Kachi

Posted on Mar 9

Terraform for Security Engineers

#aws #security #terraform #devops

You write the Terraform code. The plan looks clean. You run apply, everything provisions successfully, and you move on. Three weeks later someone flags an S3 bucket with public read access sitting quietly in your account. The Terraform code was perfect. The security was not.

This is the problem with learning Terraform from deployment documentation. It teaches you how to provision infrastructure, not how to provision it safely. As a security engineer working with AWS, I started asking different questions when I read Terraform blocks. Not just "will this deploy" but "what does this expose, what does this trust, and what happens if this state file ends up in the wrong hands."

This article is what I wish someone had handed me earlier.

As A Security Engineer You Need To Think Differently About Terraform

Terraform helps to ship infrastructure faster. That is a valid goal. But speed without security awareness is just automating your attack surface at scale.

The traditional security review happens after infrastructure is built. A ticket gets raised, someone does a manual audit, findings come back, and by that point the team has already built three more environments on top of the same misconfigured foundation. Terraform breaks that cycle if you let it. Because with IaC, the infrastructure exists as code before it exists in reality. That means security review can happen at the code stage, in a pull request, before a single resource is created.

That shift, from reactive to preventive, is why Terraform is one of the most powerful tools in a security engineer's hands. But only if you know what to look for.

The questions I now ask when reviewing any Terraform block are simple: What identity does this resource assume? What can it access? What does it expose to the internet? And where are the secrets?

If I cannot answer all four from reading the code alone, the code is not done yet.

AWS Service Security Considerations in Terraform

This is where most Terraform tutorials stop at "here is how to create the resource" and move on. As a security engineer, creating the resource is only half the job. Here is what I look for in the most commonly provisioned AWS services.

IAM Roles and Policies

IAM is the front door to everything in AWS. Get this wrong and everything else you secure becomes irrelevant because an attacker with the right permissions does not need to break anything. They just walk in.

The most common mistake I see in Terraform IAM blocks is the wildcard. Action star, Resource star. It deploys cleanly, the service works, and nobody questions it. But what you have just done is handed that resource a master key to your entire AWS account. If that Lambda function, EC2 instance, or ECS task is ever compromised, the attacker inherits every permission you gave it. With a wildcard that means they can read your secrets, exfiltrate your data, create new users, and cover their tracks, all using legitimate AWS API calls that look like normal activity in your logs.
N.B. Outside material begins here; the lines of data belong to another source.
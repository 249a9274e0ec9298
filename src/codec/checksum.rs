//! Length-prefixed record files with a CRC32 footer.
//!
//! Layout (little endian):
//!
//! ```text
//! magic:u32  count:u32  (len:u32 bytes[len]) * count  footer_magic:u32  crc32:u32
//! ```
//!
//! The checksum covers everything before it.

use std::io::{Cursor, Read, Write};

use byteorder::{LittleEndian, ReadBytesExt, WriteBytesExt};
use crc32fast::Hasher;

use crate::error::{Result, SluiceError};

const MAGIC: u32 = 0x534c_4943;
const FOOTER_MAGIC: u32 = 0xc028_93e8;
const HEADER_LEN: usize = 8;
const FOOTER_LEN: usize = 8;

/// Writes through to `inner` while hashing.
struct HashingWriter<'a, W: Write + ?Sized> {
    inner: &'a mut W,
    hasher: Hasher,
    written: u64,
}

impl<W: Write + ?Sized> Write for HashingWriter<'_, W> {
    fn write(&mut self, buf: &[u8]) -> std::io::Result<usize> {
        let n = self.inner.write(buf)?;
        self.hasher.update(&buf[..n]);
        self.written += n as u64;
        Ok(n)
    }

    fn flush(&mut self) -> std::io::Result<()> {
        self.inner.flush()
    }
}

/// Write `records` and the footer; returns the number of bytes written.
pub fn write_records<'r, W, I>(out: &mut W, records: I) -> Result<u64>
where
    W: Write + ?Sized,
    I: IntoIterator<Item = &'r [u8]>,
{
    let records: Vec<&[u8]> = records.into_iter().collect();
    let count = u32::try_from(records.len())
        .map_err(|_| SluiceError::invalid_argument("too many records for one file"))?;

    let mut writer = HashingWriter {
        inner: out,
        hasher: Hasher::new(),
        written: 0,
    };
    writer.write_u32::<LittleEndian>(MAGIC)?;
    writer.write_u32::<LittleEndian>(count)?;
    for record in records {
        let len = u32::try_from(record.len())
            .map_err(|_| SluiceError::invalid_argument("record larger than 4 GiB"))?;
        writer.write_u32::<LittleEndian>(len)?;
        writer.write_all(record)?;
    }
    writer.write_u32::<LittleEndian>(FOOTER_MAGIC)?;

    let crc = writer.hasher.clone().finalize();
    let written = writer.written;
    out.write_u32::<LittleEndian>(crc)?;
    Ok(written + 4)
}

/// Verify the checksum and split `bytes` back into records.
///
/// `name` only appears in error messages.
pub fn read_records(bytes: &[u8], name: &str) -> Result<Vec<Vec<u8>>> {
    if bytes.len() < HEADER_LEN + FOOTER_LEN {
        return Err(SluiceError::corruption(format!(
            "{name}: truncated file ({} bytes)",
            bytes.len()
        )));
    }

    let (body, crc_bytes) = bytes.split_at(bytes.len() - 4);
    let expected = Cursor::new(crc_bytes).read_u32::<LittleEndian>()?;
    let actual = crc32fast::hash(body);
    if expected != actual {
        return Err(SluiceError::corruption(format!(
            "{name}: checksum mismatch (expected {expected:#010x}, actual {actual:#010x})"
        )));
    }

    let mut cursor = Cursor::new(body);
    if cursor.read_u32::<LittleEndian>()? != MAGIC {
        return Err(SluiceError::corruption(format!("{name}: bad magic")));
    }
    let count = cursor.read_u32::<LittleEndian>()? as usize;
    let mut records = Vec::with_capacity(count.min(1 << 16));
    for _ in 0..count {
        let len = cursor.read_u32::<LittleEndian>()? as usize;
        let remaining = body.len() - cursor.position() as usize;
        if len > remaining {
            return Err(SluiceError::corruption(format!(
                "{name}: record of {len} bytes overruns file"
            )));
        }
        let mut record = vec![0u8; len];
        cursor.read_exact(&mut record)?;
        records.push(record);
    }
    if cursor.read_u32::<LittleEndian>()? != FOOTER_MAGIC {
        return Err(SluiceError::corruption(format!("{name}: bad footer")));
    }
    Ok(records)
}

#[cfg(test)]
mod tests {
    use super::*;

    #[test]
    fn test_records_survive_write_and_read() {
        let mut out = Vec::new();
        let written = write_records(&mut out, [b"one".as_slice(), b"".as_slice(), b"three"]).unwrap();
        assert_eq!(written, out.len() as u64);

        let records = read_records(&out, "t").unwrap();
        assert_eq!(records, vec![b"one".to_vec(), Vec::new(), b"three".to_vec()]);
    }

    #[test]
    fn test_flipped_bit_is_detected() {
        let mut out = Vec::new();
        write_records(&mut out, [b"payload".as_slice()]).unwrap();
        out[12] ^= 0x01;
        let err = read_records(&out, "t").unwrap_err();
        assert!(err.to_string().contains("checksum mismatch"));
    }

    #[test]
    fn test_truncated_file_is_detected() {
        assert!(matches!(
            read_records(&[1, 2, 3], "t"),
            Err(SluiceError::Corruption(_))
        ));
    }
}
# What gets written when speed matters more than security
resource "aws_iam_role_policy" "bad_example" {
  role = aws_iam_role.example.id
  policy = jsonencode({
    Statement = [{
      Effect   = "Allow"
      Action   = "*"
      Resource = "*"
    }]
  })
}

This policy says: this identity can do anything to anything in AWS. There is no legitimate production use case that requires this. When you see this in a codebase it means someone prioritized getting it working over getting it right.

The principle of least privilege means every identity gets exactly the permissions it needs for its specific job and nothing beyond that. A Lambda function that reads from one S3 bucket should only be able to read from that one S3 bucket. Not write. Not delete. Not access any other bucket. Not touch IAM or EC2 or anything else.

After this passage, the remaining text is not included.